▸ Data extracted from a collection:
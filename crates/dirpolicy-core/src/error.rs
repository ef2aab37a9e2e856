//! Password policy error types
//!
//! Error definitions for interpreting and writing directory password policy values.

use thiserror::Error;

use crate::rule::PasswordRule;
use crate::types::ValueType;

/// Error that can occur while reading or writing password policy values.
#[derive(Debug, Error)]
pub enum PolicyError {
    /// A raw directory value could not be interpreted as its declared type.
    #[error("invalid value '{value}' for attribute '{attribute}': expected {expected}")]
    InvalidValue {
        attribute: String,
        value: String,
        expected: ValueType,
        #[source]
        source: Option<Box<dyn std::error::Error + Send + Sync>>,
    },

    /// A typed accessor was used on an attribute of a different value type.
    #[error("attribute '{attribute}' holds {actual} values, not {requested}")]
    TypeMismatch {
        attribute: String,
        actual: ValueType,
        requested: ValueType,
    },

    /// The generic rule has no counterpart in this directory's policy object.
    #[error("password rule '{rule}' is not supported by {vendor}")]
    UnsupportedRule {
        rule: PasswordRule,
        vendor: &'static str,
    },

    /// The attribute name is not part of the known attribute set.
    #[error("unknown password policy attribute '{attribute}'")]
    UnknownAttribute { attribute: String },

    /// A required attribute is absent from the directory object.
    #[error("required attribute '{attribute}' is missing")]
    MissingAttribute { attribute: String },

    /// The directory object is not of the expected object class.
    #[error("object '{dn}' is not a {expected}")]
    UnexpectedObjectClass { dn: String, expected: String },

    /// Policy configuration is invalid.
    #[error("invalid configuration: {message}")]
    InvalidConfiguration { message: String },
}

impl PolicyError {
    /// Get an error code for classification.
    #[must_use]
    pub fn error_code(&self) -> &'static str {
        match self {
            PolicyError::InvalidValue { .. } => "INVALID_VALUE",
            PolicyError::TypeMismatch { .. } => "TYPE_MISMATCH",
            PolicyError::UnsupportedRule { .. } => "UNSUPPORTED_RULE",
            PolicyError::UnknownAttribute { .. } => "UNKNOWN_ATTRIBUTE",
            PolicyError::MissingAttribute { .. } => "MISSING_ATTRIBUTE",
            PolicyError::UnexpectedObjectClass { .. } => "UNEXPECTED_OBJECT_CLASS",
            PolicyError::InvalidConfiguration { .. } => "INVALID_CONFIG",
        }
    }

    /// Whether the error means "this directory cannot express the rule".
    ///
    /// Callers iterating over every generic rule usually skip these.
    #[must_use]
    pub fn is_unsupported(&self) -> bool {
        matches!(self, PolicyError::UnsupportedRule { .. })
    }

    // Convenience constructors

    /// Create an invalid value error.
    pub fn invalid_value(
        attribute: impl Into<String>,
        value: impl Into<String>,
        expected: ValueType,
    ) -> Self {
        PolicyError::InvalidValue {
            attribute: attribute.into(),
            value: value.into(),
            expected,
            source: None,
        }
    }

    /// Create an invalid value error with source.
    pub fn invalid_value_with_source(
        attribute: impl Into<String>,
        value: impl Into<String>,
        expected: ValueType,
        source: impl std::error::Error + Send + Sync + 'static,
    ) -> Self {
        PolicyError::InvalidValue {
            attribute: attribute.into(),
            value: value.into(),
            expected,
            source: Some(Box::new(source)),
        }
    }

    /// Create a type mismatch error.
    pub fn type_mismatch(
        attribute: impl Into<String>,
        actual: ValueType,
        requested: ValueType,
    ) -> Self {
        PolicyError::TypeMismatch {
            attribute: attribute.into(),
            actual,
            requested,
        }
    }

    /// Create an unsupported rule error.
    pub fn unsupported_rule(rule: PasswordRule, vendor: &'static str) -> Self {
        PolicyError::UnsupportedRule { rule, vendor }
    }

    /// Create an invalid configuration error.
    pub fn invalid_configuration(message: impl Into<String>) -> Self {
        PolicyError::InvalidConfiguration {
            message: message.into(),
        }
    }
}

/// Result type for password policy operations.
pub type PolicyResult<T> = Result<T, PolicyError>;

#[cfg(test)]
mod tests {
    use super::*;

    #[test]
    fn test_error_codes() {
        assert_eq!(
            PolicyError::invalid_value("msDS-LockoutThreshold", "abc", ValueType::Other)
                .error_code(),
            "INVALID_VALUE"
        );
        assert_eq!(
            PolicyError::unsupported_rule(PasswordRule::MaximumLength, "Active Directory")
                .error_code(),
            "UNSUPPORTED_RULE"
        );
        assert_eq!(
            PolicyError::invalid_configuration("bad").error_code(),
            "INVALID_CONFIG"
        );
    }

    #[test]
    fn test_error_display() {
        let err = PolicyError::invalid_value("msDS-MinimumPasswordLength", "ten", ValueType::Min);
        assert_eq!(
            err.to_string(),
            "invalid value 'ten' for attribute 'msDS-MinimumPasswordLength': expected MIN"
        );

        let err = PolicyError::type_mismatch(
            "msDS-PasswordComplexityEnabled",
            ValueType::Boolean,
            ValueType::Duration,
        );
        assert_eq!(
            err.to_string(),
            "attribute 'msDS-PasswordComplexityEnabled' holds BOOLEAN values, not DURATION"
        );

        let err = PolicyError::unsupported_rule(PasswordRule::MaximumLength, "Active Directory");
        assert_eq!(
            err.to_string(),
            "password rule 'maximum_length' is not supported by Active Directory"
        );
    }

    #[test]
    fn test_is_unsupported() {
        assert!(
            PolicyError::unsupported_rule(PasswordRule::UniqueRequired, "Active Directory")
                .is_unsupported()
        );
        assert!(!PolicyError::UnknownAttribute {
            attribute: "cn".to_string()
        }
        .is_unsupported());
    }

    #[test]
    fn test_error_with_source() {
        let source_err = "abc".parse::<i64>().unwrap_err();
        let err = PolicyError::invalid_value_with_source(
            "msDS-PasswordHistoryLength",
            "abc",
            ValueType::Min,
            source_err,
        );

        if let PolicyError::InvalidValue { source, .. } = &err {
            assert!(source.is_some());
        } else {
            panic!("Expected InvalidValue variant");
        }
    }
}
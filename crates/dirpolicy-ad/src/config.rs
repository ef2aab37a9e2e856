//! Password settings reader configuration.

use serde::{Deserialize, Serialize};

use dirpolicy_core::error::{PolicyError, PolicyResult};

use crate::constants::PASSWORD_SETTINGS_CONTAINER_RDN;

/// How raw `msDS-PasswordSettings` values are interpreted.
#[derive(Debug, Clone, PartialEq, Eq, Serialize, Deserialize)]
pub struct PasswordSettingsConfig {
    /// Substitute the attribute default for values that fail to parse,
    /// instead of returning an error.
    #[serde(default)]
    pub lenient_values: bool,

    /// Treat an empty string the same as a missing attribute.
    #[serde(default = "default_true")]
    pub defaults_on_empty: bool,

    /// DN of the container holding PSOs. Derived from the domain DN when unset.
    #[serde(default, skip_serializing_if = "Option::is_none")]
    pub search_base: Option<String>,
}

fn default_true() -> bool {
    true
}

impl Default for PasswordSettingsConfig {
    fn default() -> Self {
        Self {
            lenient_values: false,
            defaults_on_empty: default_true(),
            search_base: None,
        }
    }
}

impl PasswordSettingsConfig {
    /// Create a configuration with default settings.
    #[must_use]
    pub fn new() -> Self {
        Self::default()
    }

    /// Fall back to defaults on malformed values.
    #[must_use]
    pub fn with_lenient_values(mut self) -> Self {
        self.lenient_values = true;
        self
    }

    /// Keep empty strings as values rather than treating them as absent.
    #[must_use]
    pub fn with_empty_values_kept(mut self) -> Self {
        self.defaults_on_empty = false;
        self
    }

    /// Use an explicit PSO container DN.
    #[must_use]
    pub fn with_search_base(mut self, dn: impl Into<String>) -> Self {
        self.search_base = Some(dn.into());
        self
    }

    /// Validate the configuration.
    pub fn validate(&self) -> PolicyResult<()> {
        if let Some(base) = &self.search_base {
            if base.trim().is_empty() {
                return Err(PolicyError::invalid_configuration(
                    "search_base cannot be empty",
                ));
            }
            if !base.contains('=') {
                return Err(PolicyError::invalid_configuration(format!(
                    "search_base '{base}' is not a distinguished name"
                )));
            }
        }
        Ok(())
    }

    /// DN of the Password Settings Container for a domain.
    ///
    /// # Errors
    /// Returns an error if neither a search base nor a domain DN is available.
    pub fn container_dn(&self, domain_dn: &str) -> PolicyResult<String> {
        if let Some(base) = &self.search_base {
            return Ok(base.clone());
        }
        if domain_dn.trim().is_empty() {
            return Err(PolicyError::invalid_configuration(
                "domain DN is required when no search_base is configured",
            ));
        }
        Ok(format!("{PASSWORD_SETTINGS_CONTAINER_RDN},{domain_dn}"))
    }
}
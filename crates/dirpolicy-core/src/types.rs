//! Password policy value types
//!
//! The classification that drives parsing and formatting of raw policy values.

use serde::{Deserialize, Serialize};
use std::fmt;
use std::str::FromStr;

/// Kind of value expected when working with a policy attribute or rule.
#[derive(Debug, Clone, Copy, PartialEq, Eq, Hash, Serialize, Deserialize)]
#[serde(rename_all = "UPPERCASE")]
pub enum ValueType {
    /// An integer representing a maximum limit of a value
    Max,
    /// An integer representing a minimum limit of a value
    Min,
    /// A boolean representing an on/off value
    Boolean,
    /// A time duration
    Duration,
    /// Some other type of value
    Other,
}

impl ValueType {
    /// Get all value types.
    #[must_use]
    pub fn all() -> &'static [ValueType] {
        &[
            ValueType::Max,
            ValueType::Min,
            ValueType::Boolean,
            ValueType::Duration,
            ValueType::Other,
        ]
    }

    /// Get the string representation.
    #[must_use]
    pub fn as_str(&self) -> &'static str {
        match self {
            ValueType::Max => "MAX",
            ValueType::Min => "MIN",
            ValueType::Boolean => "BOOLEAN",
            ValueType::Duration => "DURATION",
            ValueType::Other => "OTHER",
        }
    }

    /// Check if values of this type are integer bounds.
    #[must_use]
    pub fn is_bound(&self) -> bool {
        matches!(self, ValueType::Max | ValueType::Min)
    }

    /// Check if values of this type are stored as integers.
    #[must_use]
    pub fn is_numeric(&self) -> bool {
        matches!(self, ValueType::Max | ValueType::Min | ValueType::Duration)
    }
}

impl fmt::Display for ValueType {
    fn fmt(&self, f: &mut fmt::Formatter<'_>) -> fmt::Result {
        write!(f, "{}", self.as_str())
    }
}

impl FromStr for ValueType {
    type Err = ParseValueTypeError;

    fn from_str(s: &str) -> Result<Self, Self::Err> {
        match s.to_uppercase().as_str() {
            "MAX" => Ok(ValueType::Max),
            "MIN" => Ok(ValueType::Min),
            "BOOLEAN" => Ok(ValueType::Boolean),
            "DURATION" => Ok(ValueType::Duration),
            "OTHER" => Ok(ValueType::Other),
            _ => Err(ParseValueTypeError(s.to_string())),
        }
    }
}

/// Error parsing value type from string.
#[derive(Debug, Clone)]
pub struct ParseValueTypeError(String);

impl fmt::Display for ParseValueTypeError {
    fn fmt(&self, f: &mut fmt::Formatter<'_>) -> fmt::Result {
        write!(
            f,
            "invalid value type '{}', expected one of: MAX, MIN, BOOLEAN, DURATION, OTHER",
            self.0
        )
    }
}

impl std::error::Error for ParseValueTypeError {}
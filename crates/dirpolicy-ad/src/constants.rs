//! Active Directory password settings wire names.

/// Object class of a fine-grained password policy object.
pub const OBJECT_CLASS_PASSWORD_SETTINGS: &str = "msDS-PasswordSettings";

/// Relative DN of the container holding password settings objects.
pub const PASSWORD_SETTINGS_CONTAINER_RDN: &str = "CN=Password Settings Container,CN=System";

/// Constructed user attribute naming the PSO that applies to the user.
pub const ATTR_RESULTANT_PSO: &str = "msDS-ResultantPSO";

/// Precedence among PSOs applying to the same user; lower wins.
pub const ATTR_PASSWORD_SETTINGS_PRECEDENCE: &str = "msDS-PasswordSettingsPrecedence";
/// Whether passwords are stored with reversible encryption.
pub const ATTR_PASSWORD_REVERSIBLE_ENCRYPTION: &str = "msDS-PasswordReversibleEncryptionEnabled";
/// Number of previous passwords remembered.
pub const ATTR_PASSWORD_HISTORY_LENGTH: &str = "msDS-PasswordHistoryLength";
/// Whether AD complexity requirements apply.
pub const ATTR_PASSWORD_COMPLEXITY_ENABLED: &str = "msDS-PasswordComplexityEnabled";
/// Minimum password length in characters.
pub const ATTR_MIN_PASSWORD_LENGTH: &str = "msDS-MinimumPasswordLength";
/// Interval before a password may be changed again.
pub const ATTR_MIN_PASSWORD_AGE: &str = "msDS-MinimumPasswordAge";
/// Interval before a password expires.
pub const ATTR_MAX_PASSWORD_AGE: &str = "msDS-MaximumPasswordAge";
/// Failed logons before the account is locked out.
pub const ATTR_LOCKOUT_THRESHOLD: &str = "msDS-LockoutThreshold";
/// Interval over which failed logons are counted.
pub const ATTR_LOCKOUT_OBSERVATION_WINDOW: &str = "msDS-LockoutObservationWindow";
/// How long a locked out account stays locked.
pub const ATTR_LOCKOUT_DURATION: &str = "msDS-LockoutDuration";
/// DNs of the users and groups the PSO is linked to.
pub const ATTR_PSO_APPLIES_TO: &str = "msDS-PSOAppliesTo";

/// AD's textual boolean tokens.
pub const AD_TRUE: &str = "TRUE";
/// See [`AD_TRUE`].
pub const AD_FALSE: &str = "FALSE";

/// Vendor name reported for rules this directory cannot express.
pub const VENDOR: &str = "Active Directory";
//! Attributes of an AD fine-grained password policy (`msDS-PasswordSettings`).
//!
//! Every attribute the policy object exposes is listed once in
//! [`PasswordSettingsAttribute`], together with the LDAP attribute name, the
//! kind of value it carries, the default used when the directory returns
//! nothing, and the generic [`PasswordRule`] it corresponds to (if any).
//!
//! The table is fixed at compile time; nothing is registered at runtime.

use serde::{Deserialize, Serialize};
use std::fmt;
use std::str::FromStr;

use dirpolicy_core::rule::PasswordRule;
use dirpolicy_core::types::ValueType;

use crate::constants::{
    ATTR_LOCKOUT_DURATION, ATTR_LOCKOUT_OBSERVATION_WINDOW, ATTR_LOCKOUT_THRESHOLD,
    ATTR_MAX_PASSWORD_AGE, ATTR_MIN_PASSWORD_AGE, ATTR_MIN_PASSWORD_LENGTH,
    ATTR_PASSWORD_COMPLEXITY_ENABLED, ATTR_PASSWORD_HISTORY_LENGTH,
    ATTR_PASSWORD_REVERSIBLE_ENCRYPTION, ATTR_PASSWORD_SETTINGS_PRECEDENCE, ATTR_PSO_APPLIES_TO,
};

/// An attribute of a fine-grained password policy object.
#[derive(Debug, Clone, Copy, PartialEq, Eq, Hash, Serialize, Deserialize)]
#[serde(rename_all = "snake_case")]
pub enum PasswordSettingsAttribute {
    /// Which PSO wins when several apply to the same user (lower wins)
    PasswordSettingsPrecedence,
    /// Store passwords using reversible encryption
    PasswordReversibleEncryption,
    /// Number of remembered previous passwords
    PasswordHistoryLength,
    /// Passwords must meet AD complexity requirements
    PasswordComplexityEnabled,
    /// Minimum number of characters
    MinimumPasswordLength,
    /// Time before a password may be changed again
    MinimumPasswordAge,
    /// Time before a password expires
    MaximumPasswordAge,
    /// Failed logons before the account locks out
    LockoutThreshold,
    /// Window over which failed logons are counted
    LockoutObservationWindow,
    /// How long a locked out account stays locked
    LockoutDuration,
    /// Users and groups the policy applies to
    PsoAppliesTo,
}

/// Metadata attached to each [`PasswordSettingsAttribute`].
#[derive(Debug, Clone, Copy, PartialEq, Eq)]
struct AttributeDescriptor {
    value_type: ValueType,
    ldap_attribute: &'static str,
    default_value: &'static str,
    rule: Option<PasswordRule>,
}

impl PasswordSettingsAttribute {
    /// Every attribute, in enumeration order.
    pub const ALL: [PasswordSettingsAttribute; 11] = [
        PasswordSettingsAttribute::PasswordSettingsPrecedence,
        PasswordSettingsAttribute::PasswordReversibleEncryption,
        PasswordSettingsAttribute::PasswordHistoryLength,
        PasswordSettingsAttribute::PasswordComplexityEnabled,
        PasswordSettingsAttribute::MinimumPasswordLength,
        PasswordSettingsAttribute::MinimumPasswordAge,
        PasswordSettingsAttribute::MaximumPasswordAge,
        PasswordSettingsAttribute::LockoutThreshold,
        PasswordSettingsAttribute::LockoutObservationWindow,
        PasswordSettingsAttribute::LockoutDuration,
        PasswordSettingsAttribute::PsoAppliesTo,
    ];

    /// Get all attributes in enumeration order.
    #[must_use]
    pub fn all() -> &'static [PasswordSettingsAttribute] {
        &Self::ALL
    }

    const fn descriptor(self) -> AttributeDescriptor {
        const fn entry(
            value_type: ValueType,
            ldap_attribute: &'static str,
            default_value: &'static str,
            rule: Option<PasswordRule>,
        ) -> AttributeDescriptor {
            AttributeDescriptor {
                value_type,
                ldap_attribute,
                default_value,
                rule,
            }
        }

        match self {
            Self::PasswordSettingsPrecedence => {
                entry(ValueType::Min, ATTR_PASSWORD_SETTINGS_PRECEDENCE, "0", None)
            }
            Self::PasswordReversibleEncryption => entry(
                ValueType::Boolean,
                ATTR_PASSWORD_REVERSIBLE_ENCRYPTION,
                "FALSE",
                None,
            ),
            Self::PasswordHistoryLength => {
                entry(ValueType::Min, ATTR_PASSWORD_HISTORY_LENGTH, "0", None)
            }
            Self::PasswordComplexityEnabled => entry(
                ValueType::Boolean,
                ATTR_PASSWORD_COMPLEXITY_ENABLED,
                "FALSE",
                Some(PasswordRule::AdComplexity),
            ),
            Self::MinimumPasswordLength => entry(
                ValueType::Min,
                ATTR_MIN_PASSWORD_LENGTH,
                "0",
                Some(PasswordRule::MinimumLength),
            ),
            Self::MinimumPasswordAge => entry(
                ValueType::Duration,
                ATTR_MIN_PASSWORD_AGE,
                "0",
                Some(PasswordRule::MinimumLifetime),
            ),
            Self::MaximumPasswordAge => entry(
                ValueType::Duration,
                ATTR_MAX_PASSWORD_AGE,
                "0",
                Some(PasswordRule::ExpirationInterval),
            ),
            Self::LockoutThreshold => entry(ValueType::Other, ATTR_LOCKOUT_THRESHOLD, "0", None),
            Self::LockoutObservationWindow => entry(
                ValueType::Duration,
                ATTR_LOCKOUT_OBSERVATION_WINDOW,
                "0",
                None,
            ),
            Self::LockoutDuration => entry(ValueType::Duration, ATTR_LOCKOUT_DURATION, "0", None),
            Self::PsoAppliesTo => entry(ValueType::Other, ATTR_PSO_APPLIES_TO, "0", None),
        }
    }

    /// Stable symbolic name of the attribute.
    #[must_use]
    pub const fn name(self) -> &'static str {
        match self {
            Self::PasswordSettingsPrecedence => "password_settings_precedence",
            Self::PasswordReversibleEncryption => "password_reversible_encryption",
            Self::PasswordHistoryLength => "password_history_length",
            Self::PasswordComplexityEnabled => "password_complexity_enabled",
            Self::MinimumPasswordLength => "minimum_password_length",
            Self::MinimumPasswordAge => "minimum_password_age",
            Self::MaximumPasswordAge => "maximum_password_age",
            Self::LockoutThreshold => "lockout_threshold",
            Self::LockoutObservationWindow => "lockout_observation_window",
            Self::LockoutDuration => "lockout_duration",
            Self::PsoAppliesTo => "pso_applies_to",
        }
    }

    /// The kind of value to expect when working with this attribute.
    #[must_use]
    pub const fn value_type(self) -> ValueType {
        self.descriptor().value_type
    }

    /// Key of this attribute in a policy's backing attribute map.
    ///
    /// Currently the same as [`ldap_attribute`](Self::ldap_attribute), but
    /// callers must not rely on that.
    #[must_use]
    pub const fn key(self) -> &'static str {
        self.descriptor().ldap_attribute
    }

    /// LDAP attribute name used in search and modify requests.
    ///
    /// Currently the same as [`key`](Self::key), but callers must not rely
    /// on that.
    #[must_use]
    pub const fn ldap_attribute(self) -> &'static str {
        self.descriptor().ldap_attribute
    }

    /// Textual value assumed when the directory returns no value.
    #[must_use]
    pub const fn default_value(self) -> &'static str {
        self.descriptor().default_value
    }

    /// The generic rule this attribute corresponds to, if any.
    #[must_use]
    pub const fn rule(self) -> Option<PasswordRule> {
        self.descriptor().rule
    }

    /// Find the attribute that implements a generic rule.
    ///
    /// Scans in enumeration order and returns the first match. `None` in
    /// yields `None` out, as does a rule with no AD counterpart.
    #[must_use]
    pub fn attribute_for_rule(rule: Option<PasswordRule>) -> Option<PasswordSettingsAttribute> {
        let rule = rule?;
        Self::ALL.iter().copied().find(|attr| attr.rule() == Some(rule))
    }

    /// Find an attribute by its LDAP attribute name (case-insensitive).
    #[must_use]
    pub fn from_ldap_attribute(name: &str) -> Option<PasswordSettingsAttribute> {
        Self::ALL
            .iter()
            .copied()
            .find(|attr| attr.ldap_attribute().eq_ignore_ascii_case(name))
    }
}

impl fmt::Display for PasswordSettingsAttribute {
    fn fmt(&self, f: &mut fmt::Formatter<'_>) -> fmt::Result {
        write!(f, "{}", self.name())
    }
}

impl FromStr for PasswordSettingsAttribute {
    type Err = ParsePasswordSettingsAttributeError;

    fn from_str(s: &str) -> Result<Self, Self::Err> {
        let normalized = s.to_lowercase();
        Self::ALL
            .iter()
            .copied()
            .find(|attr| attr.name() == normalized)
            .or_else(|| Self::from_ldap_attribute(s))
            .ok_or_else(|| ParsePasswordSettingsAttributeError(s.to_string()))
    }
}

/// Error parsing a password settings attribute from string.
#[derive(Debug, Clone)]
pub struct ParsePasswordSettingsAttributeError(String);

impl fmt::Display for ParsePasswordSettingsAttributeError {
    fn fmt(&self, f: &mut fmt::Formatter<'_>) -> fmt::Result {
        write!(f, "unknown password settings attribute '{}'", self.0)
    }
}

impl std::error::Error for ParsePasswordSettingsAttributeError {}

const fn str_eq(a: &str, b: &str) -> bool {
    let (a, b) = (a.as_bytes(), b.as_bytes());
    if a.len() != b.len() {
        return false;
    }
    let mut i = 0;
    while i < a.len() {
        if a[i] != b[i] {
            return false;
        }
        i += 1;
    }
    true
}

/// No two attributes may share a generic rule or an LDAP attribute name.
const fn attribute_table_is_unambiguous(attrs: &[PasswordSettingsAttribute]) -> bool {
    let mut i = 0;
    while i < attrs.len() {
        let mut j = i + 1;
        while j < attrs.len() {
            if str_eq(attrs[i].ldap_attribute(), attrs[j].ldap_attribute())
                || str_eq(attrs[i].name(), attrs[j].name())
            {
                return false;
            }
            if let (Some(a), Some(b)) = (attrs[i].rule(), attrs[j].rule()) {
                if a as u8 == b as u8 {
                    return false;
                }
            }
            j += 1;
        }
        i += 1;
    }
    true
}

const _: () = assert!(
    attribute_table_is_unambiguous(&PasswordSettingsAttribute::ALL),
    "password settings attributes must map to distinct names and rules"
);

#[cfg(test)]
mod tests {
    use super::*;
    use std::collections::HashSet;

    use super::PasswordSettingsAttribute as A;

    #[test]
    fn test_registry_has_eleven_distinct_entries() {
        assert_eq!(A::all().len(), 11);

        let entries: HashSet<A> = A::all().iter().copied().collect();
        assert_eq!(entries.len(), 11);

        let names: HashSet<&str> = A::all().iter().map(|a| a.name()).collect();
        assert_eq!(names.len(), 11);
    }

    #[test]
    fn test_key_matches_ldap_attribute() {
        for attr in A::all() {
            assert_eq!(attr.key(), attr.ldap_attribute(), "{attr}");
        }
    }

    #[test]
    fn test_value_types() {
        let expected = [
            (A::PasswordSettingsPrecedence, ValueType::Min),
            (A::PasswordReversibleEncryption, ValueType::Boolean),
            (A::PasswordHistoryLength, ValueType::Min),
            (A::PasswordComplexityEnabled, ValueType::Boolean),
            (A::MinimumPasswordLength, ValueType::Min),
            (A::MinimumPasswordAge, ValueType::Duration),
            (A::MaximumPasswordAge, ValueType::Duration),
            (A::LockoutThreshold, ValueType::Other),
            (A::LockoutObservationWindow, ValueType::Duration),
            (A::LockoutDuration, ValueType::Duration),
            (A::PsoAppliesTo, ValueType::Other),
        ];
        for (attr, value_type) in expected {
            assert_eq!(attr.value_type(), value_type, "{attr}");
        }
    }

    #[test]
    fn test_default_values() {
        assert_eq!(A::PasswordReversibleEncryption.default_value(), "FALSE");
        assert_eq!(A::PasswordComplexityEnabled.default_value(), "FALSE");
        for attr in A::all() {
            if attr.value_type() != ValueType::Boolean {
                assert_eq!(attr.default_value(), "0", "{attr}");
            }
        }
    }

    #[test]
    fn test_ldap_attribute_names() {
        assert_eq!(
            A::PasswordSettingsPrecedence.ldap_attribute(),
            "msDS-PasswordSettingsPrecedence"
        );
        assert_eq!(
            A::PasswordReversibleEncryption.ldap_attribute(),
            "msDS-PasswordReversibleEncryptionEnabled"
        );
        assert_eq!(A::MaximumPasswordAge.ldap_attribute(), "msDS-MaximumPasswordAge");
        assert_eq!(A::PsoAppliesTo.ldap_attribute(), "msDS-PSOAppliesTo");
    }

    #[test]
    fn test_attribute_for_none_rule() {
        assert_eq!(A::attribute_for_rule(None), None);
    }

    #[test]
    fn test_attribute_for_linked_rules() {
        assert_eq!(
            A::attribute_for_rule(Some(PasswordRule::AdComplexity)),
            Some(A::PasswordComplexityEnabled)
        );
        assert_eq!(
            A::attribute_for_rule(Some(PasswordRule::MinimumLength)),
            Some(A::MinimumPasswordLength)
        );
        assert_eq!(
            A::attribute_for_rule(Some(PasswordRule::ExpirationInterval)),
            Some(A::MaximumPasswordAge)
        );
        assert_eq!(
            A::attribute_for_rule(Some(PasswordRule::MinimumLifetime)),
            Some(A::MinimumPasswordAge)
        );
    }

    #[test]
    fn test_attribute_for_unlinked_rules() {
        for rule in PasswordRule::all() {
            let linked = matches!(
                rule,
                PasswordRule::AdComplexity
                    | PasswordRule::MinimumLength
                    | PasswordRule::ExpirationInterval
                    | PasswordRule::MinimumLifetime
            );
            assert_eq!(
                A::attribute_for_rule(Some(*rule)).is_some(),
                linked,
                "{rule}"
            );
        }
    }

    #[test]
    fn test_rule_round_trip() {
        for attr in A::all() {
            if let Some(rule) = attr.rule() {
                assert_eq!(A::attribute_for_rule(Some(rule)), Some(*attr));
            }
        }
    }

    #[test]
    fn test_from_ldap_attribute() {
        assert_eq!(
            A::from_ldap_attribute("msds-lockoutduration"),
            Some(A::LockoutDuration)
        );
        assert_eq!(A::from_ldap_attribute("cn"), None);
    }

    #[test]
    fn test_from_str_accepts_name_and_ldap_attribute() {
        assert_eq!(
            "lockout_threshold".parse::<A>().unwrap(),
            A::LockoutThreshold
        );
        assert_eq!(
            "msDS-PasswordHistoryLength".parse::<A>().unwrap(),
            A::PasswordHistoryLength
        );
        assert!("pwdMaxAge".parse::<A>().is_err());
    }

    #[test]
    fn test_table_is_unambiguous() {
        assert!(attribute_table_is_unambiguous(&A::ALL));
        let duplicated = [A::LockoutDuration, A::LockoutDuration];
        assert!(!attribute_table_is_unambiguous(&duplicated));
    }
}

▸ EXERCISE PROMPT: Work out the number of lines above that include the string "attrs" and write only that number.

▸ ANSWER TO THE PROBLEM: 6